I also created a bridge definition file for libvirt as recommended by netplan.io examples:

Create a file br0.xml, vim ~/br0.xml and add following to it:

<network>
  <name>br0</name>
  <forward mode='bridge'/>
  <bridge name='br0'/>
</network>

Next have libvirt add the new network and autostart it:

  • sudo virsh net-define ~/br0.xml
  • sudo virsh net-start br0
  • sudo virsh net-autostart br0

The qemu defined networks can be listed with the command: virsh net-list –all

You can list networks with networkctl list

Some helpful commands and comments:

  • To see bridge status information: brctl show
  • To see bond setup status: cat /proc/net/bonding/bond0
  • To list network configuration: ifconfig, ip a, ip route
  • Kernal IP routing table: route

The NetworkManager is not required on a server, as the base ifconfig and related commands provide full functionality. NetworkManager may conflict with base configuration. Remove with sudo apt remove NetworkManager. (To see information on system network start-up and ongoing status: sudo systemctl status NetworkManager or more comprehensively journalctl -u NetworkManager)

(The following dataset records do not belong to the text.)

use crate::db::SqlitePool;

/// Shared state handed to every handler. Cheap to clone.
#[derive(Clone)]
pub struct ApiContext {
    pub pool: SqlitePool,
}

impl ApiContext {
    pub fn new(pool: SqlitePool) -> Self {
        ApiContext { pool }
    }
}
pub mod pool;
pub mod repository;
pub mod sqlite;

pub use pool::*;
pub use repository::*;
pub use sqlite::*;

use thiserror::Error;

#[derive(Error, Debug)]
pub enum DatabaseError {
    #[error("SQLite error: {0}")]
    Sqlite(#[from] rusqlite::Error),

    #[error("Migration failed at version {version}: {reason}")]
    MigrationFailed { version: i64, reason: String },

    #[error("Connection pool error: {0}")]
    Pool(String),

    #[error("Constraint violated: {0}")]
    ConstraintViolation(String),
}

sudo systemctl restart systemd-networkd

Links relating to bridged and bonded Networking

A bridged network allows different networks to be connected, both physical, like NICs or Wifi and virtual, allowing virtual machine to connect to a physical network and even be assigned a LAN IP address. Bonding allows physical networking devices such as NICs or Wifi to be bonded to allow increased bandwidth or redundancy. Sadly there seems to be alot of information out there that isceither for older version of software or other purposing.